WORK TO BE COMPLETED: Within the listing below, show every line that contains the word "ColumnFamilyDescriptor".

INPUT DATA:
//! ls-tool CLI Application
//!
//! Builds local snapshot databases, merges spent addresses and moves
//! snapshots in and out of interchange files.

use clap::{Args, Parser, Subcommand};
use ls_tool::cli;
use ls_tool::codec::FormatVersion;
use ls_tool::config::{
    BuildConfig, ExportConfig, IngestConfig, MergeConfig, SnapshotFiles, StoreConfig,
};
use ls_tool::filter::DEFAULT_FILTER_CAPACITY;
use std::path::PathBuf;

#[derive(Parser)]
#[command(name = "ls-tool")]
#[command(author = "Darshan")]
#[command(version = "0.1.0")]
#[command(about = "Local snapshot database and export file tool", long_about = None)]
struct Cli {
    /// Log filter (overrides RUST_LOG), e.g. "debug" or "ls_tool=trace"
    #[arg(long, global = true)]
    log_level: Option<String>,

    #[command(subcommand)]
    command: Commands,
}

#[derive(Args)]
struct SnapshotFileArgs {
    /// Path to the local snapshot meta file
    #[arg(long, default_value = "./mainnet.snapshot.meta")]
    ls_meta_file: PathBuf,

    /// Path to the local snapshot state file
    #[arg(long, default_value = "./mainnet.snapshot.state")]
    ls_state_file: PathBuf,
}

impl SnapshotFileArgs {
    fn into_files(self) -> SnapshotFiles {
        SnapshotFiles {
            meta: self.ls_meta_file,
            state: self.ls_state_file,
        }
    }
}

#[derive(Subcommand)]
enum Commands {
    /// Build the local snapshot database from a node's files
    Build {
        /// Local snapshot database directory
        #[arg(long, default_value = "./localsnapshots-db")]
        ls_db_dir: PathBuf,

        /// Spent addresses database directory to ingest
        #[arg(long, default_value = "./spent-addresses-db")]
        spent_addresses_db_dir: PathBuf,

        #[command(flatten)]
        files: SnapshotFileArgs,

        /// Keys buffered between reader and writer (0 = unbuffered)
        #[arg(long, default_value = "1024")]
        channel_capacity: usize,
    },

    /// Print a summary of the plaintext snapshot files
    Info {
        #[command(flatten)]
        files: SnapshotFileArgs,
    },

    /// Merge spent addresses databases and .txt lists into one database
    Merge {
        /// Sources, comma separated
        #[arg(long, value_delimiter = ',', required = true)]
        sources: Vec<PathBuf>,

        /// Target database directory
        #[arg(long, default_value = "./merged-spent-addresses-db")]
        target: PathBuf,
    },

    /// Write an export file from the local snapshot database
    Export {
        /// Local snapshot database directory
        #[arg(long, default_value = "./localsnapshots-db")]
        ls_db_dir: PathBuf,

        /// Export file to write
        #[arg(long, default_value = "export.bin")]
        file: PathBuf,

        /// File format: gzipped (version 2) or checksummed (version 3)
        #[arg(long, default_value_t = FormatVersion::CURRENT)]
        format: FormatVersion,

        /// Leave spent addresses out of the file
        #[arg(long)]
        omit_spent_addresses: bool,

        /// Maximum spent addresses the cuckoo filter is sized for
        #[arg(long, default_value_t = DEFAULT_FILTER_CAPACITY)]
        cuckoo_filter_capacity: usize,
    },

    /// Verify an export file and print its contents
    ExportInfo {
        /// Export file to read
        #[arg(long, default_value = "export.bin")]
        file: PathBuf,

        /// Print as JSON
        #[arg(long)]
        json: bool,
    },

    /// Restore an export file into a local snapshot database
    Import {
        /// Export file to read
        #[arg(long, default_value = "export.bin")]
        file: PathBuf,

        /// Local snapshot database directory
        #[arg(long, default_value = "./localsnapshots-db")]
        ls_db_dir: PathBuf,
    },
}

fn main() -> Result<(), Box<dyn std::error::Error>> {
    let cli = Cli::parse();

    // Initialize logger
    let env = env_logger::Env::default().default_filter_or("info");
    let mut logger = env_logger::Builder::from_env(env);
    if let Some(level) = &cli.log_level {
        logger.parse_filters(level);
    }
    logger.init();

    match cli.command {
        Commands::Build {
            ls_db_dir,
            spent_addresses_db_dir,
            files,
            channel_capacity,
        } => {
            let config = BuildConfig {
                ls_db_dir,
                spent_addresses_db_dir,
                files: files.into_files(),
                ingest: IngestConfig { channel_capacity },
                store: StoreConfig::default(),
            };
            cli::cmd_build(&config)?;
        }

        Commands::Info { files } => {
            cli::cmd_info(&files.into_files())?;
        }

        Commands::Merge { sources, target } => {
            let config = MergeConfig {
                sources,
                target,
                ..MergeConfig::default()
            };
            cli::cmd_merge(&config)?;
        }

        Commands::Export {
            ls_db_dir,
            file,
            format,
            omit_spent_addresses,
            cuckoo_filter_capacity,
        } => {
            let config = ExportConfig {
                ls_db_dir,
                file,
                format,
                omit_spent_addresses,
                filter_capacity: cuckoo_filter_capacity,
                store: StoreConfig::default(),
            };
            cli::cmd_export(&config)?;
        }

        Commands::ExportInfo { file, json } => {
            cli::cmd_export_info(&file, json)?;
        }

        Commands::Import { file, ls_db_dir } => {
            let config = ExportConfig {
                ls_db_dir,
                ..ExportConfig::default()
            };
            cli::cmd_import(&file, &config)?;
        }
    }

    Ok(())
}

#[cfg(test)]
mod tests {
    use super::*;

    #[test]
    fn test_export_defaults_parse() {
        let cli = Cli::try_parse_from(["ls-tool", "export"]).unwrap();
        match cli.command {
            Commands::Export {
                format,
                cuckoo_filter_capacity,
                omit_spent_addresses,
                ..
            } => {
                assert_eq!(format, FormatVersion::Checksummed);
                assert_eq!(cuckoo_filter_capacity, DEFAULT_FILTER_CAPACITY);
                assert!(!omit_spent_addresses);
            }
            _ => panic!("expected the export command"),
        }
    }

    #[test]
    fn test_export_format_flag() {
        let cli = Cli::try_parse_from(["ls-tool", "export", "--format", "gzipped"]).unwrap();
        assert!(matches!(
            cli.command,
            Commands::Export {
                format: FormatVersion::Gzipped,
                ..
            }
        ));
        assert!(Cli::try_parse_from(["ls-tool", "export", "--format", "zip"]).is_err());
    }

    #[test]
    fn test_merge_sources_split_on_commas() {
        let cli = Cli::try_parse_from(["ls-tool", "merge", "--sources", "a,b.txt"]).unwrap();
        match cli.command {
            Commands::Merge { sources, target } => {
                assert_eq!(sources, vec![PathBuf::from("a"), PathBuf::from("b.txt")]);
                assert_eq!(target, PathBuf::from("./merged-spent-addresses-db"));
            }
            _ => panic!("expected the merge command"),
        }
    }

    #[test]
    fn test_all_defaults_parse() {
        for args in [
            vec!["ls-tool", "build"],
            vec!["ls-tool", "info"],
            vec!["ls-tool", "export-info", "--json"],
            vec!["ls-tool", "import"],
        ] {
            assert!(Cli::try_parse_from(args).is_ok());
        }
    }
}
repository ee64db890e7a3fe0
//! Command-line front end

pub mod commands;

pub use commands::*;
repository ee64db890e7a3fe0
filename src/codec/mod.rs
//! Binary encodings of the snapshot state
//!
//! - `store`: the big-endian blob persisted in the database
//! - `export`: the versioned single-file interchange format
//! - `format`: the version dispatch table both export generations share

pub mod export;
pub mod format;
pub mod store;
pub mod wire;

pub use export::{
    decode_export, decode_export_limited, encode_export, peek_version, ExportFile,
    SpentAddresses, SpentPayload, MAX_DECOMPRESSED_BYTES,
};
pub use format::{FormatSpec, FormatVersion, SpentEncoding, FORMATS};
pub use store::{decode_store, encode_store, LOCAL_SNAPSHOT_KEY};
pub use wire::Endian;
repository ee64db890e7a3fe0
//! RocksDB-backed store
//!
//! One column family per [`Partition`]. Missing databases and column
//! families are created on open.

use crate::config::StoreConfig;
use crate::error::{Error, Result};
use crate::storage::kv::{KeyValueStore, KvIter, Partition};
use rocksdb::{BlockBasedOptions, Cache, ColumnFamily, ColumnFamilyDescriptor, IteratorMode, Options, DB};
use std::path::{Path, PathBuf};

const CURRENT_FILE: &str = "CURRENT";

pub struct RocksStore {
    db: DB,
    path: PathBuf,
}

fn options(config: &StoreConfig, cache: &Cache) -> Options {
    let mut table = BlockBasedOptions::default();
    table.set_bloom_filter(config.bloom_filter_bits_per_key, false);
    table.set_block_restart_interval(config.block_restart_interval);
    table.set_block_cache(cache);

    let mut opts = Options::default();
    opts.set_block_based_table_factory(&table);
    opts.set_max_open_files(config.max_open_files);
    opts.set_max_background_jobs(config.max_background_jobs);
    opts.set_table_cache_num_shard_bits(config.table_cache_num_shard_bits);
    opts.set_max_log_file_size(config.max_log_file_size);
    opts.set_max_manifest_file_size(config.max_manifest_file_size);
    opts
}

impl RocksStore {
    /// Open (or create) the database at `path` with the given partitions
    pub fn open(path: &Path, partitions: &[Partition], config: &StoreConfig) -> Result<Self> {
        std::fs::create_dir_all(path).map_err(|e| Error::io(path, e))?;

        let cache = Cache::new_lru_cache(config.block_cache_size);
        let mut db_opts = options(config, &cache);
        db_opts.create_if_missing(true);
        db_opts.create_missing_column_families(true);

        // every existing column family has to be opened too; only a database
        // without a CURRENT file counts as new
        let mut names: Vec<String> = if path.join(CURRENT_FILE).exists() {
            DB::list_cf(&db_opts, path)?
        } else {
            Vec::new()
        };
        for partition in partitions {
            if !names.iter().any(|n| n == partition.name()) {
                names.push(partition.name().to_string());
            }
        }
        let cfs = names
            .into_iter()
            .map(|name| ColumnFamilyDescriptor::new(name, options(config, &cache)));
        let db = DB::open_cf_descriptors(&db_opts, path, cfs)?;

        log::debug!("opened {} with {} partitions", path.display(), partitions.len());
        Ok(Self {
            db,
            path: path.to_path_buf(),
        })
    }

    pub fn path(&self) -> &Path {
        &self.path
    }

    fn cf(&self, partition: Partition) -> Result<&ColumnFamily> {
        self.db.cf_handle(partition.name()).ok_or_else(|| {
            Error::Store(format!(
                "column family {} missing in {}",
                partition,
                self.path.display()
            ))
        })
    }
}

impl KeyValueStore for RocksStore {
    fn put(&self, partition: Partition, key: &[u8], value: &[u8]) -> Result<()> {
        let cf = self.cf(partition)?;
        self.db.put_cf(cf, key, value)?;
        Ok(())
    }

    fn get(&self, partition: Partition, key: &[u8]) -> Result<Option<Vec<u8>>> {
        let cf = self.cf(partition)?;
        Ok(self.db.get_cf(cf, key)?)
    }

    fn iter(&self, partition: Partition) -> Result<KvIter<'_>> {
        let cf = self.cf(partition)?;
        let iter = self.db.iterator_cf(cf, IteratorMode::Start).map(|item| {
            item.map(|(k, v)| (k.into_vec(), v.into_vec()))
                .map_err(Error::from)
        });
        Ok(Box::new(iter))
    }
}

#[cfg(test)]
mod tests {
    use super::*;
    use tempfile::TempDir;

    #[test]
    fn test_roundtrip_across_reopen() {
        let dir = TempDir::new().unwrap();
        let config = StoreConfig::default();
        {
            let store = RocksStore::open(dir.path(), &Partition::LOCAL_SNAPSHOTS_DB, &config).unwrap();
            store.put(Partition::SpentAddresses, b"b", b"").unwrap();
            store.put(Partition::SpentAddresses, b"a", b"").unwrap();
            store.put(Partition::LocalSnapshots, &[0, 0, 0, 1], b"blob").unwrap();
        }

        let store = RocksStore::open(dir.path(), &Partition::LOCAL_SNAPSHOTS_DB, &config).unwrap();
        let keys: Vec<Vec<u8>> = store
            .iter(Partition::SpentAddresses)
            .unwrap()
            .map(|pair| pair.unwrap().0)
            .collect();
        assert_eq!(keys, vec![b"a".to_vec(), b"b".to_vec()]);
        assert_eq!(store.count(Partition::SpentAddresses).unwrap(), 2);
        assert_eq!(
            store.get(Partition::LocalSnapshots, &[0, 0, 0, 1]).unwrap(),
            Some(b"blob".to_vec())
        );
        assert_eq!(store.get(Partition::Default, b"none").unwrap(), None);
    }

    #[test]
    fn test_reopen_with_fewer_partitions() {
        let dir = TempDir::new().unwrap();
        let config = StoreConfig::default();
        {
            let store = RocksStore::open(dir.path(), &Partition::LOCAL_SNAPSHOTS_DB, &config).unwrap();
            store.put(Partition::SpentAddresses, b"a", b"").unwrap();
        }

        // a local snapshot database also serves as a spent-addresses source
        let store = RocksStore::open(dir.path(), &Partition::SPENT_ADDRESSES_DB, &config).unwrap();
        assert_eq!(store.count(Partition::SpentAddresses).unwrap(), 1);
    }

    #[test]
    fn test_corrupt_database_reported() {
        let dir = TempDir::new().unwrap();
        std::fs::write(dir.path().join(CURRENT_FILE), b"MANIFEST-999999\n").unwrap();

        let err = RocksStore::open(dir.path(), &Partition::SPENT_ADDRESSES_DB, &StoreConfig::default())
            .err()
            .unwrap();
        assert!(matches!(err, Error::Store(_)));
    }

    #[test]
    fn test_unopened_partition() {
        let dir = TempDir::new().unwrap();
        let store =
            RocksStore::open(dir.path(), &Partition::SPENT_ADDRESSES_DB, &StoreConfig::default()).unwrap();
        let err = store.put(Partition::LocalSnapshots, b"k", b"v").unwrap_err();
        assert!(matches!(err, Error::Store(_)));
    }
}
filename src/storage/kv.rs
//! Key-value store abstraction
//!
//! The tool only needs put, get and ordered full-range iteration over a
//! handful of named partitions (column families).

use crate::error::Result;
use std::fmt;

/// A key and its value, owned by the caller
pub type KvPair = (Vec<u8>, Vec<u8>);

/// Ordered iteration over one partition
pub type KvIter<'a> = Box<dyn Iterator<Item = Result<KvPair>> + 'a>;

/// Value stored alongside every spent address key
pub const SPENT_ADDRESS_VALUE: &[u8] = &[];

/// Logical partition of a store
#[derive(Debug, Clone, Copy, PartialEq, Eq, Hash, PartialOrd, Ord)]
pub enum Partition {
    Default,
    SpentAddresses,
    LocalSnapshots,
}

impl Partition {
    /// Partitions of a spent-addresses database
    pub const SPENT_ADDRESSES_DB: [Partition; 2] = [Partition::Default, Partition::SpentAddresses];

    /// Partitions of a local snapshot database
    pub const LOCAL_SNAPSHOTS_DB: [Partition; 3] = [
        Partition::Default,
        Partition::SpentAddresses,
        Partition::LocalSnapshots,
    ];

    pub const fn name(self) -> &'static str {
        match self {
            Partition::Default => "default",
            Partition::SpentAddresses => "spent-addresses",
            Partition::LocalSnapshots => "localsnapshots",
        }
    }
}

impl fmt::Display for Partition {
    fn fmt(&self, f: &mut fmt::Formatter<'_>) -> fmt::Result {
        f.write_str(self.name())
    }
}

/// An ordered key-value store
///
/// Writes must be safe to issue while another thread iterates.
pub trait KeyValueStore: Send + Sync {
    fn put(&self, partition: Partition, key: &[u8], value: &[u8]) -> Result<()>;

    fn get(&self, partition: Partition, key: &[u8]) -> Result<Option<Vec<u8>>>;

    /// Every pair of the partition in key order; each call starts over
    fn iter(&self, partition: Partition) -> Result<KvIter<'_>>;

    /// First pair in key order
    fn first(&self, partition: Partition) -> Result<Option<KvPair>> {
        self.iter(partition)?.next().transpose()
    }

    fn count(&self, partition: Partition) -> Result<usize> {
        let mut count = 0;
        for pair in self.iter(partition)? {
            pair?;
            count += 1;
        }
        Ok(count)
    }
}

WRITTEN REPLY:
use rocksdb::{BlockBasedOptions, Cache, ColumnFamily, ColumnFamilyDescriptor, IteratorMode, Options, DB};
            .map(|name| ColumnFamilyDescriptor::new(name, options(config, &cache)));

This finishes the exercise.